Its hard to say whats going on with the men. I had to go thru the emotional abandonment before the mission even got started, he emotionally abandoned me. My hubby was too busy on the computer and was too busy getting ready for his deployment to spend the last week or so with me before he left, it was almost liek he was already over there, someone told me that this was a way of getting me ready to be away from him incase he was killed over there. I kind of think, he got too emotionally involved in a task and wanted to see it to completion and he couldn't see anything else. He is like that sometimes with tasks. The first three deployments, I couldn't get my husband to even call me. he would email me, but didn't want to IM me or email me. So I knwo how you feel. This last one, he actually wanted to talk to me. I was really surprised. Ihope you don't have to deal with the getting home stuff. Whta I had to deal with his tossing and turning, his flinching in bed, his rocking and rolling in bed, sometimes I have to sleep on the couch. Also, he would get up at strange hours because he was still on Iraqi time. Its really hard to know what they are dealing with over there sometimes. They may be seeing some horrible things and have to cut their feelings off and that means they are not too emotional when it comes to communication and trying to hold a conversation on the phone, or maybe they actaully miss you and don't want to talk to you because they miss U, who knows. Just hang in there, I have a church that supports military spouces. Myabe you can try to tell him in a none nagging way how you feel, thats the problem with my husband and I when I was overseas, I wasted a lot of time not telling him how I really felt when I was in the military and he was stuck with the kids. The trick is to find a nonnagging, and loving way of expression yourself.

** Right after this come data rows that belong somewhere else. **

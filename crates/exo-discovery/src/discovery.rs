//! Discovery: find running backends, health check them, pick one.

use std::{
    sync::{Arc, Mutex},
    time::Duration,
};

use exo_core::Address;
use thiserror::Error;

use crate::{
    candidate::{Candidate, Rejection},
    probe::{PortProber, check_all},
    runtime::{ContainerRuntime, RuntimeError},
    selection::{Selection, partition, select},
    storage::{LastUsedStore, StorageError},
};

/// Probe rounds for a freshly launched container.
pub const DEFAULT_LAUNCH_READY_ATTEMPTS: u32 = 10;
/// Pause between those rounds.
pub const DEFAULT_LAUNCH_READY_INTERVAL: Duration = Duration::from_secs(1);

/// Discovery error.
#[derive(Debug, Error)]
pub enum DiscoveryError {
    #[error("No backend available: {0}")]
    NoBackendAvailable(String),
    #[error("No reachable backend: {}", describe(.0))]
    NoReachableBackend(Vec<Rejection>),
    #[error("Container runtime error: {0}")]
    Runtime(#[from] RuntimeError),
    #[error("Storage error: {0}")]
    Storage(#[from] StorageError),
    #[error("Unknown candidate: {0}")]
    UnknownCandidate(String),
}

fn describe(rejections: &[Rejection]) -> String {
    rejections
        .iter()
        .map(ToString::to_string)
        .collect::<Vec<_>>()
        .join("; ")
}

/// Discovery tunables.
#[derive(Debug, Clone)]
pub struct DiscoveryConfig {
    pub launch_ready_attempts: u32,
    pub launch_ready_interval: Duration,
}

impl Default for DiscoveryConfig {
    fn default() -> Self {
        Self {
            launch_ready_attempts: DEFAULT_LAUNCH_READY_ATTEMPTS,
            launch_ready_interval: DEFAULT_LAUNCH_READY_INTERVAL,
        }
    }
}

/// Outcome of [`Discovery::resolve`].
#[derive(Debug, Clone, PartialEq, Eq)]
pub enum Resolution {
    /// Use this address; the choice has been persisted.
    Resolved(Address),
    /// Several candidates qualify. Pass the chosen id to
    /// [`Discovery::confirm`].
    Choose(Vec<Candidate>),
}

/// Backend discovery and health checking.
pub struct Discovery {
    runtime: Arc<dyn ContainerRuntime>,
    prober: Arc<dyn PortProber>,
    store: Arc<dyn LastUsedStore>,
    config: DiscoveryConfig,
    offered: Mutex<Vec<Candidate>>,
}

impl Discovery {
    #[must_use]
    pub fn new(
        runtime: Arc<dyn ContainerRuntime>,
        prober: Arc<dyn PortProber>,
        store: Arc<dyn LastUsedStore>,
        config: DiscoveryConfig,
    ) -> Self {
        Self {
            runtime,
            prober,
            store,
            config,
            offered: Mutex::new(Vec::new()),
        }
    }

    /// Run one discovery pass.
    ///
    /// Dropping the future cancels every probe in flight.
    ///
    /// # Errors
    /// - [`DiscoveryError::NoBackendAvailable`] if nothing runs and nothing
    ///   could be launched
    /// - [`DiscoveryError::NoReachableBackend`] if every candidate failed its
    ///   health check
    pub async fn resolve(&self) -> Result<Resolution, DiscoveryError> {
        let candidates = self.runtime.list().await?;
        tracing::info!(count = candidates.len(), "Discovered backend candidates");

        if candidates.is_empty() {
            let launched = self.launch().await?;
            let address = self.wait_ready(launched).await?;
            return Ok(Resolution::Resolved(address));
        }

        let results = check_all(Arc::clone(&self.prober), &candidates).await;
        let last_used = self.last_used().await;

        match select(candidates, &results, last_used.as_deref()) {
            Selection::Auto(candidate) => {
                tracing::info!(candidate = %candidate.id, "Selected backend");
                self.persist(&candidate).await?;
                Ok(Resolution::Resolved(candidate.address))
            }
            Selection::Choose(eligible) => {
                tracing::info!(count = eligible.len(), "Several backends qualify, asking");
                if let Ok(mut offered) = self.offered.lock() {
                    offered.clone_from(&eligible);
                }
                Ok(Resolution::Choose(eligible))
            }
            Selection::Unreachable(rejected) => Err(DiscoveryError::NoReachableBackend(rejected)),
        }
    }

    /// Complete a [`Resolution::Choose`] with the candidate the user picked.
    ///
    /// # Errors
    /// Returns [`DiscoveryError::UnknownCandidate`] if `id` was not offered.
    pub async fn confirm(&self, id: &str) -> Result<Address, DiscoveryError> {
        let chosen = self
            .offered
            .lock()
            .ok()
            .and_then(|offered| offered.iter().find(|c| c.id == id).cloned())
            .ok_or_else(|| DiscoveryError::UnknownCandidate(id.to_string()))?;
        self.persist(&chosen).await?;
        if let Ok(mut offered) = self.offered.lock() {
            offered.clear();
        }
        Ok(chosen.address)
    }

    async fn launch(&self) -> Result<Candidate, DiscoveryError> {
        match self.runtime.launch().await {
            Ok(Some(candidate)) => {
                tracing::info!(candidate = %candidate.id, "Launched backend container");
                Ok(candidate)
            }
            Ok(None) => Err(DiscoveryError::NoBackendAvailable(
                "no backend running and no launch template configured".to_string(),
            )),
            Err(e) => Err(DiscoveryError::NoBackendAvailable(format!("launch failed: {e}"))),
        }
    }

    /// Probe a freshly launched candidate until it answers on both ports.
    async fn wait_ready(&self, candidate: Candidate) -> Result<Address, DiscoveryError> {
        let candidates = [candidate];
        let mut rejected = Vec::new();
        for round in 1..=self.config.launch_ready_attempts.max(1) {
            if round > 1 {
                tokio::time::sleep(self.config.launch_ready_interval).await;
            }
            let results = check_all(Arc::clone(&self.prober), &candidates).await;
            let (mut eligible, not_ready) = partition(candidates.to_vec(), &results);
            if let Some(ready) = eligible.pop() {
                self.persist(&ready).await?;
                return Ok(ready.address);
            }
            tracing::debug!(round, candidate = %candidates[0].id, "Launched backend not ready yet");
            rejected = not_ready;
        }
        Err(DiscoveryError::NoReachableBackend(rejected))
    }

    async fn last_used(&self) -> Option<String> {
        match self.store.load().await {
            Ok(id) => id,
            Err(e) => {
                tracing::warn!("Ignoring unreadable last used backend: {e}");
                None
            }
        }
    }

    async fn persist(&self, candidate: &Candidate) -> Result<(), DiscoveryError> {
        self.store.save(&candidate.id).await?;
        Ok(())
    }
}

impl std::fmt::Debug for Discovery {
    fn fmt(&self, f: &mut std::fmt::Formatter<'_>) -> std::fmt::Result {
        f.debug_struct("Discovery")
            .field("config", &self.config)
            .finish_non_exhaustive()
    }
}
//! Per-type dispatch of inbound envelopes.

use std::{
    collections::HashMap,
    sync::{
        Arc, RwLock,
        atomic::{AtomicU64, Ordering},
    },
};

use exo_core::Envelope;
use futures::{Stream, StreamExt};

/// Callback invoked for each matching envelope.
pub type Handler = Arc<dyn Fn(&Envelope) + Send + Sync>;

/// Token returned by [`EnvelopeRouter::register`].
#[derive(Debug, Clone, Copy, PartialEq, Eq, Hash)]
pub struct HandlerId(u64);

/// Routes inbound envelopes to the handlers registered for their type.
///
/// Handlers for one type run in registration order. Envelopes with no
/// handler are logged and dropped.
#[derive(Default)]
pub struct EnvelopeRouter {
    handlers: RwLock<HashMap<String, Vec<(HandlerId, Handler)>>>,
    next_id: AtomicU64,
}

impl EnvelopeRouter {
    #[must_use]
    pub fn new() -> Self {
        Self::default()
    }

    /// Register `handler` for envelopes of type `kind`.
    pub fn register<F>(&self, kind: impl Into<String>, handler: F) -> HandlerId
    where
        F: Fn(&Envelope) + Send + Sync + 'static,
    {
        let id = HandlerId(self.next_id.fetch_add(1, Ordering::Relaxed));
        if let Ok(mut handlers) = self.handlers.write() {
            handlers
                .entry(kind.into())
                .or_default()
                .push((id, Arc::new(handler)));
        }
        id
    }

    /// Remove a handler. Returns whether it was registered.
    pub fn unregister(&self, id: HandlerId) -> bool {
        let Ok(mut handlers) = self.handlers.write() else {
            return false;
        };
        let mut found = false;
        handlers.retain(|_, list| {
            let before = list.len();
            list.retain(|(h, _)| *h != id);
            found |= list.len() != before;
            !list.is_empty()
        });
        found
    }

    /// Invoke every handler for the envelope's type. Returns how many ran.
    pub fn dispatch(&self, envelope: &Envelope) -> usize {
        // Snapshot so handlers may register or unregister while running.
        let matching: Vec<Handler> = self
            .handlers
            .read()
            .ok()
            .and_then(|handlers| {
                handlers
                    .get(&envelope.kind)
                    .map(|list| list.iter().map(|(_, h)| Arc::clone(h)).collect())
            })
            .unwrap_or_default();

        if matching.is_empty() {
            tracing::debug!(kind = %envelope.kind, "No handler for envelope");
        }
        for handler in &matching {
            handler(envelope);
        }
        matching.len()
    }

    /// Dispatch everything from `stream` until it ends.
    pub fn spawn_dispatcher<S>(self: Arc<Self>, stream: S) -> tokio::task::JoinHandle<()>
    where
        S: Stream<Item = Envelope> + Send + 'static,
    {
        tokio::spawn(async move {
            tokio::pin!(stream);

            while let Some(envelope) = stream.next().await {
                self.dispatch(&envelope);
            }
        })
    }
}

impl std::fmt::Debug for EnvelopeRouter {
    fn fmt(&self, f: &mut std::fmt::Formatter<'_>) -> std::fmt::Result {
        let kinds: Vec<String> = self
            .handlers
            .read()
            .map(|h| h.keys().cloned().collect())
            .unwrap_or_default();
        f.debug_struct("EnvelopeRouter")
            .field("kinds", &kinds)
            .finish_non_exhaustive()
    }
}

I can completely understand how you are feeling. My husband was TDY last year for 9 months. He was on convoy duty with the Army, and there would be days between when he would call. Our converstations were often forced. He had been gone so long that I didn't know what to talk about with him. Often, he would only have a few minutes to talk or the phone would disconnect. He was at a base that didn't have DSN access, so he had to call internationally, which ate up phone cards. Needlessly to say, we didn't talk very much on the phone. We communicated mostly through e-mail or instant messaging, when he could use a computer. Don't ever think about cheating on your husband. It's not worth it emotionally, or financially if it would lead to divorce. The main reason he is most likely depressed when you do get to talk to each other is because he is not home with you, he's upset about having to do another mission, or upper management is becoming a problem. My husband explained that to me once he got back. My advice is to just hang in there, find other wives at the base you are at that are in the same boat, and don't wait for the phone to ring. It will only make you crazy. You can also go to your family support center to find other spouses that are deployed. Reach out to those around you, and accept help from anyone who will give it. It will save your sanity. Good luck, and God bless.
Its normal for him to be like that. My husband was there for a year 2005-2006 and hes back over again now. He will eventually get back into old habits and such, it just takes time. He has seen alot of things that most people will never see in there life time. Just do your best to support his when he needs it and let him know you are there if he needs to talk. I wish you the best.